Do these thought police patrol the school yard during sports activities? Have they missed any quarterbacks or coaches shouting “hit him, hit him”? Have they checked the library? Lots of pictures to snip. Any children bringing bibles to school? Besides being unconstitutional, there are some rather lurid tales in there about incest, rape, murder. “Unduly fascinated with morbid acts”. Perhaps it is a little early for institutionalization.

If you think this is an isolated incident, think again. Check the link above. There’s more. There was a nine-year-old who was suspended for “threatening” any classmates who took the last French fries at a cafeteria lunch. He was last seen packing a howitzer. A twelve-year-old was shoved during a football match. The shover received no sanction, but the victim, who shouted something he had heard his parents and friends and television heroes say a million times– “I’m gonna kill you”– suspended. A girl suspended because she was planning to blow up a friend’s house. One hopes the police burst into her bedroom with proper warrants and authorizations and thoroughly investigated every orifice on on every Barbie doll for evidence of explosive materials.

And of course, in Kingston, Ontario, a grade 11 student was suspended after a dramatic reading of a piece of his own fiction in class describing how an alienated student bombed his own school. His classmates, who had ostracized the boy, thought it was judgment day. The student was arrested and strip-searched and incarcerated for 34 days (while two students in Quebec, who had actually set off a bomb at school, but who were popular with their classmates, were released on bail after a few hours).

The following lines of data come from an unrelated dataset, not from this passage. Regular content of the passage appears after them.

//! Error types for the hidden service handshake core
//!
//! This module provides the error taxonomy for the four protocol
//! components, with classification helpers so callers can tell apart:
//! - Cryptographic primitive failures (abort the operation)
//! - Malformed/truncated input (reject the message)
//! - Authentication mismatches (protocol violation, refuse the artifact)
//! - Precondition violations (internal invariant breach, abort the circuit)

use thiserror::Error;

pub type Result<T> = std::result::Result<T, HsError>;

/// Main error type for the hidden service handshake core
#[derive(Error, Debug, Clone, PartialEq, Eq)]
pub enum HsError {
    // ===== Cryptographic primitive failures =====
    #[error("Signing failed: {0}")]
    SigningFailed(String),

    #[error("Key derivation failed: {0}")]
    KeyDerivationFailed(String),

    // ===== Malformed input =====
    #[error("Malformed cell: {0}")]
    MalformedCell(String),

    #[error("Cell truncated: needed {needed} bytes, {remaining} remaining")]
    Truncated { needed: usize, remaining: usize },

    #[error("Buffer too small: needed {needed} bytes, capacity {capacity}")]
    BufferTooSmall { needed: usize, capacity: usize },

    // ===== Authentication / verification mismatches =====
    #[error("ESTABLISH_INTRO handshake auth mismatch")]
    HandshakeAuthMismatch,

    #[error("ESTABLISH_INTRO signature invalid")]
    SignatureInvalid,

    #[error("Rendezvous auth tag mismatch")]
    AuthTagMismatch,

    // ===== State errors =====
    #[error("Invalid circuit state: {0}")]
    InvalidState(String),
}

impl HsError {
    /// Whether this error is a protocol violation.
    ///
    /// A protocol violation means a peer presented an artifact that fails
    /// a cryptographic check. The caller must refuse the artifact and may
    /// tear down the associated circuit; retrying cannot change the
    /// outcome.
    pub fn is_protocol_violation(&self) -> bool {
        matches!(
            self,
            HsError::HandshakeAuthMismatch
                | HsError::SignatureInvalid
                | HsError::AuthTagMismatch
        )
    }

    /// Whether this error is fatal to the current circuit.
    ///
    /// Fatal errors indicate an internal ordering bug rather than peer
    /// behavior; the caller should abort the circuit outright.
    pub fn is_fatal(&self) -> bool {
        matches!(self, HsError::InvalidState(_))
    }
}

#[cfg(test)]
mod tests {
    use super::*;

    #[test]
    fn test_protocol_violations() {
        assert!(HsError::HandshakeAuthMismatch.is_protocol_violation());
        assert!(HsError::SignatureInvalid.is_protocol_violation());
        assert!(HsError::AuthTagMismatch.is_protocol_violation());

        assert!(!HsError::SigningFailed("test".into()).is_protocol_violation());
        assert!(!HsError::MalformedCell("test".into()).is_protocol_violation());
    }

    #[test]
    fn test_fatal_errors() {
        assert!(HsError::InvalidState("test".into()).is_fatal());

        assert!(!HsError::SigningFailed("test".into()).is_fatal());
        assert!(!HsError::HandshakeAuthMismatch.is_fatal());
        assert!(!HsError::Truncated { needed: 4, remaining: 0 }.is_fatal());
    }
}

Down the street, of course, for a mere $9, any student at the school could enjoy two hours of far greater mayhem, also fictional, without repercussions. (The boy’s 14-year-old brother, who is developmentally delayed, was harassed by students as a result of the incident. He made some verbal threats and was also arrested.)

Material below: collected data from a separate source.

//! Hidden service time period calculation
//!
//! Service identity keys rotate once per time period. Client and service
//! never exchange the period number; both compute it from their own
//! clock, so the functions here must be pure and give identical results
//! for identical timestamps. Clock agreement between the two sides is a
//! precondition owned by the surrounding system.

/// Length of one time period, in minutes (24 hours)
pub const TIME_PERIOD_LENGTH_MINUTES: u64 = 24 * 60;

/// Rotation offset from the epoch, in minutes (12 hours), aligning
/// period boundaries to 12:00 UTC
pub const TIME_PERIOD_ROTATION_OFFSET_MINUTES: u64 = 12 * 60;

/// Time period number containing `unix_seconds`.
///
/// Boundaries are half-open: the instant exactly on a boundary belongs
/// to the new period.
pub fn time_period_num(unix_seconds: u64) -> u64 {
    let minutes = unix_seconds / 60;
    minutes.saturating_sub(TIME_PERIOD_ROTATION_OFFSET_MINUTES) / TIME_PERIOD_LENGTH_MINUTES
}

/// The period after the one containing `unix_seconds`.
pub fn next_time_period_num(unix_seconds: u64) -> u64 {
    time_period_num(unix_seconds) + 1
}

#[cfg(test)]
mod tests {
    use super::*;

    /// 2016-04-13 11:00:00 UTC
    const EXAMPLE_TIME: u64 = 1_460_545_200;

    #[test]
    fn test_example_period() {
        assert_eq!(time_period_num(EXAMPLE_TIME), 16903);
    }

    #[test]
    fn test_boundary_at_second_precision() {
        // 11:59:59 UTC is still in the same period
        assert_eq!(time_period_num(EXAMPLE_TIME + 3599), 16903);

        // 12:00:00 UTC exactly starts the next one
        assert_eq!(time_period_num(EXAMPLE_TIME + 3600), 16904);
    }

    #[test]
    fn test_next_period() {
        assert_eq!(next_time_period_num(EXAMPLE_TIME + 3600), 16905);
    }

    #[test]
    fn test_monotonic_over_a_week() {
        let mut last = time_period_num(EXAMPLE_TIME);
        for hour in 1..(7 * 24) {
            let tn = time_period_num(EXAMPLE_TIME + hour * 3600);
            assert!(tn >= last);
            assert!(tn - last <= 1);
            last = tn;
        }
        // Seven boundary crossings in seven days
        assert_eq!(last, 16903 + 7);
    }
}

I’m sorry if this offends you, but there is no other word for these people. They are idiots.

They say, Klebold and Harris (the Columbine killers) were known to have made violent statements before they came to the school with bombs and guns. Klebold and Harris were also known to have guns before they came to the school with guns and bombs. In the current climate of U.S. culture, that was not considered a warning sign.

Do you have children? Can you count how many times they have said to each other, in anger, “I’m going to kill you”? Have you ever seriously believed they were about to commit the act?

The rationale is that there is a tide of killings taking place at schools all across America. The perception is that this is a rising tide, threatening to overwhelm society with murder and mayhem. The only solution is to nip it in the bud. But of course, that is not really a solution at all. Nobody has said, “this is a solution”. Nobody has demonstrated that it works.

There is strong evidence that the same approach to marijuana has had no effect at all on the use of hard drugs. There is over-whelming evidence that “zero-tolerance” applied to the drug problem has been a colossal failure.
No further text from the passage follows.